# Dataset entries
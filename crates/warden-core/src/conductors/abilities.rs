//! Ability grant conductors.
//!
//! Grants and forbids are the same permission row with a flipped flag, so
//! one conductor handles both directions; removal mirrors it.

use std::sync::Arc;

use tracing::{debug, instrument};

use warden_store::PermissionStore;
use warden_types::{Entity, Permission, Role, RoleRef, Target};

use crate::Result;
use crate::conductors::partition_role_refs;

/// An ability to grant: a name, an optional target and the ownership flag.
#[derive(Debug, Clone)]
pub struct AbilityGrant {
    pub name: String,
    pub target: Option<Target>,
    pub only_owned: bool,
}

impl AbilityGrant {
    /// A simple ability, unscoped to any entity.
    pub fn simple(name: impl Into<String>) -> Self {
        Self { name: name.into(), target: None, only_owned: false }
    }

    /// An ability scoped to a target type, instance, or the `"*"` wildcard.
    pub fn for_target(name: impl Into<String>, target: Target) -> Self {
        Self { name: name.into(), target: Some(target), only_owned: false }
    }

    /// Restrict the grant to targets the authority owns.
    pub fn to_own(mut self) -> Self {
        self.only_owned = true;
        self
    }

    fn columns(&self) -> (Option<String>, Option<u64>) {
        match &self.target {
            None => (None, None),
            Some(Target::All) => (Some("*".to_string()), None),
            Some(Target::Entity(entity)) => (Some(entity.kind.clone()), entity.id),
        }
    }
}

impl From<&str> for AbilityGrant {
    fn from(name: &str) -> Self {
        AbilityGrant::simple(name)
    }
}

/// Who receives a grant: an authority directly, a role, or everyone.
#[derive(Debug, Clone)]
pub enum Grantee {
    Authority(Entity),
    Role(RoleRef),
    Everyone,
}

impl From<Entity> for Grantee {
    fn from(entity: Entity) -> Self {
        Grantee::Authority(entity)
    }
}

impl From<RoleRef> for Grantee {
    fn from(role: RoleRef) -> Self {
        Grantee::Role(role)
    }
}

/// Grants (or forbids) abilities to a grantee, idempotently.
pub struct GivesAbilities {
    store: Arc<dyn PermissionStore>,
    abilities: Vec<AbilityGrant>,
    forbidding: bool,
}

impl GivesAbilities {
    pub fn allowing(store: Arc<dyn PermissionStore>, abilities: Vec<AbilityGrant>) -> Self {
        Self { store, abilities, forbidding: false }
    }

    pub fn forbidding(store: Arc<dyn PermissionStore>, abilities: Vec<AbilityGrant>) -> Self {
        Self { store, abilities, forbidding: true }
    }

    /// Record the permission rows, creating missing ability rows and, for
    /// role grantees named by string, missing roles.
    #[instrument(skip_all, fields(forbidding = self.forbidding))]
    pub async fn to(&self, grantee: impl Into<Grantee>) -> Result<()> {
        let grantee = resolve_grantee(&*self.store, grantee.into(), true).await?;
        let Resolved::Known(grantee) = grantee else {
            return Ok(());
        };

        for grant in &self.abilities {
            let (entity_type, entity_id) = grant.columns();
            let ability = self
                .store
                .find_or_create_ability(
                    &grant.name,
                    entity_type.as_deref(),
                    entity_id,
                    grant.only_owned,
                )
                .await?;

            debug!(identifier = %ability.identifier(), "recording permission");
            self.store
                .insert_permission(Permission {
                    ability_id: ability.id,
                    grantee: grantee.clone(),
                    forbidden: self.forbidding,
                })
                .await?;
        }

        Ok(())
    }
}

/// Removes ability grants (or forbids) from a grantee.
pub struct RemovesAbilities {
    store: Arc<dyn PermissionStore>,
    abilities: Vec<AbilityGrant>,
    forbidding: bool,
}

impl RemovesAbilities {
    /// Remove allowing permissions (the `disallow` direction).
    pub fn allowing(store: Arc<dyn PermissionStore>, abilities: Vec<AbilityGrant>) -> Self {
        Self { store, abilities, forbidding: false }
    }

    /// Remove forbidding permissions (the `unforbid` direction).
    pub fn forbidding(store: Arc<dyn PermissionStore>, abilities: Vec<AbilityGrant>) -> Self {
        Self { store, abilities, forbidding: true }
    }

    /// Delete matching permission rows. Unknown roles and unknown abilities
    /// resolve to nothing.
    #[instrument(skip_all, fields(forbidding = self.forbidding))]
    pub async fn from(&self, grantee: impl Into<Grantee>) -> Result<()> {
        let grantee = resolve_grantee(&*self.store, grantee.into(), false).await?;
        let Resolved::Known(grantee) = grantee else {
            return Ok(());
        };

        for grant in &self.abilities {
            let (entity_type, entity_id) = grant.columns();
            let ability = self
                .store
                .find_ability(&grant.name, entity_type.as_deref(), entity_id, grant.only_owned)
                .await?;

            if let Some(ability) = ability {
                let removed = self
                    .store
                    .delete_permission(ability.id, grantee.as_ref(), self.forbidding)
                    .await?;
                debug!(identifier = %ability.identifier(), removed, "removed permission");
            }
        }

        Ok(())
    }
}

/// A resolved grantee column value, or nothing to act on.
enum Resolved {
    /// `None` inside means the everyone grantee.
    Known(Option<Entity>),
    Missing,
}

async fn resolve_grantee(
    store: &dyn PermissionStore,
    grantee: Grantee,
    create_roles: bool,
) -> Result<Resolved> {
    match grantee {
        Grantee::Everyone => Ok(Resolved::Known(None)),
        Grantee::Authority(entity) => Ok(Resolved::Known(Some(entity))),
        Grantee::Role(role) => {
            let (names, ids) = partition_role_refs(std::slice::from_ref(&role))?;

            if let Some(id) = ids.first() {
                return Ok(Resolved::Known(Some(Entity::new(Role::MORPH, *id))));
            }

            let roles = if create_roles {
                store.find_or_create_roles(&names).await?
            } else {
                store.find_roles_by_name(&names).await?
            };

            match roles.first() {
                Some(role) => Ok(Resolved::Known(Some(role.entity()))),
                None => Ok(Resolved::Missing),
            }
        }
    }
}

#[cfg(test)]
mod tests {
    use super::*;
    use crate::clipboard::{Clipboard, DirectClipboard};
    use crate::conductors::AssignsRoles;
    use warden_store::MemoryBackend;

    fn user(id: u64) -> Entity {
        Entity::new("users", id)
    }

    #[tokio::test]
    async fn test_grants_to_an_authority() {
        let store = Arc::new(MemoryBackend::new());
        GivesAbilities::allowing(store.clone(), vec![AbilityGrant::simple("ban-users")])
            .to(user(1))
            .await
            .unwrap();

        let clipboard = DirectClipboard::new(store);
        assert!(clipboard.check(&user(1), "ban-users", None, None).await.unwrap());
        assert!(!clipboard.check(&user(2), "ban-users", None, None).await.unwrap());
    }

    #[tokio::test]
    async fn test_grants_to_a_role_by_name() {
        let store = Arc::new(MemoryBackend::new());

        GivesAbilities::allowing(store.clone(), vec![AbilityGrant::simple("ban-users")])
            .to(Grantee::Role(RoleRef::from("admin")))
            .await
            .unwrap();
        AssignsRoles::new(store.clone(), vec![RoleRef::from("admin")])
            .to(&[user(1)], &[])
            .await
            .unwrap();

        let clipboard = DirectClipboard::new(store);
        assert!(clipboard.check(&user(1), "ban-users", None, None).await.unwrap());
    }

    #[tokio::test]
    async fn test_grants_to_everyone() {
        let store = Arc::new(MemoryBackend::new());
        GivesAbilities::allowing(store.clone(), vec![AbilityGrant::simple("browse")])
            .to(Grantee::Everyone)
            .await
            .unwrap();

        let clipboard = DirectClipboard::new(store);
        assert!(clipboard.check(&user(1), "browse", None, None).await.unwrap());
        assert!(clipboard.check(&user(99), "browse", None, None).await.unwrap());
    }

    #[tokio::test]
    async fn test_forbid_and_unforbid() {
        let store = Arc::new(MemoryBackend::new());
        let alice = user(1);

        GivesAbilities::allowing(store.clone(), vec![AbilityGrant::simple("ban-users")])
            .to(alice.clone())
            .await
            .unwrap();
        GivesAbilities::forbidding(store.clone(), vec![AbilityGrant::simple("ban-users")])
            .to(alice.clone())
            .await
            .unwrap();

        let clipboard = DirectClipboard::new(store.clone());
        assert!(!clipboard.check(&alice, "ban-users", None, None).await.unwrap());

        RemovesAbilities::forbidding(store.clone(), vec![AbilityGrant::simple("ban-users")])
            .from(alice.clone())
            .await
            .unwrap();
        assert!(clipboard.check(&alice, "ban-users", None, None).await.unwrap());
    }

    #[tokio::test]
    async fn test_disallow_removes_the_grant() {
        let store = Arc::new(MemoryBackend::new());
        let alice = user(1);

        GivesAbilities::allowing(store.clone(), vec![AbilityGrant::simple("ban-users")])
            .to(alice.clone())
            .await
            .unwrap();
        RemovesAbilities::allowing(store.clone(), vec![AbilityGrant::simple("ban-users")])
            .from(alice.clone())
            .await
            .unwrap();

        let clipboard = DirectClipboard::new(store);
        assert!(!clipboard.check(&alice, "ban-users", None, None).await.unwrap());
    }

    #[tokio::test]
    async fn test_removing_from_an_unknown_role_is_a_noop() {
        let store = Arc::new(MemoryBackend::new());

        RemovesAbilities::allowing(store.clone(), vec![AbilityGrant::simple("ban-users")])
            .from(Grantee::Role(RoleRef::from("ghost")))
            .await
            .unwrap();

        assert!(store.find_roles_by_name(&["ghost".to_string()]).await.unwrap().is_empty());
    }

    #[tokio::test]
    async fn test_targeted_grant_is_scoped() {
        let store = Arc::new(MemoryBackend::new());
        let alice = user(1);
        let post = Entity::new("posts", 3);

        GivesAbilities::allowing(
            store.clone(),
            vec![AbilityGrant::for_target("edit", Target::Entity(post.clone()))],
        )
        .to(alice.clone())
        .await
        .unwrap();

        let clipboard = DirectClipboard::new(store);
        assert!(clipboard
            .check(&alice, "edit", Some(&Target::Entity(post)), None)
            .await
            .unwrap());
        assert!(!clipboard
            .check(&alice, "edit", Some(&Target::Entity(Entity::new("posts", 4))), None)
            .await
            .unwrap());
    }
}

# Activity
Where does the word "RemovesAbilities" appear in the records above? Return every line that holds it.

# Finished exercise
pub struct RemovesAbilities {
impl RemovesAbilities {
        RemovesAbilities::forbidding(store.clone(), vec![AbilityGrant::simple("ban-users")])
        RemovesAbilities::allowing(store.clone(), vec![AbilityGrant::simple("ban-users")])
        RemovesAbilities::allowing(store.clone(), vec![AbilityGrant::simple("ban-users")])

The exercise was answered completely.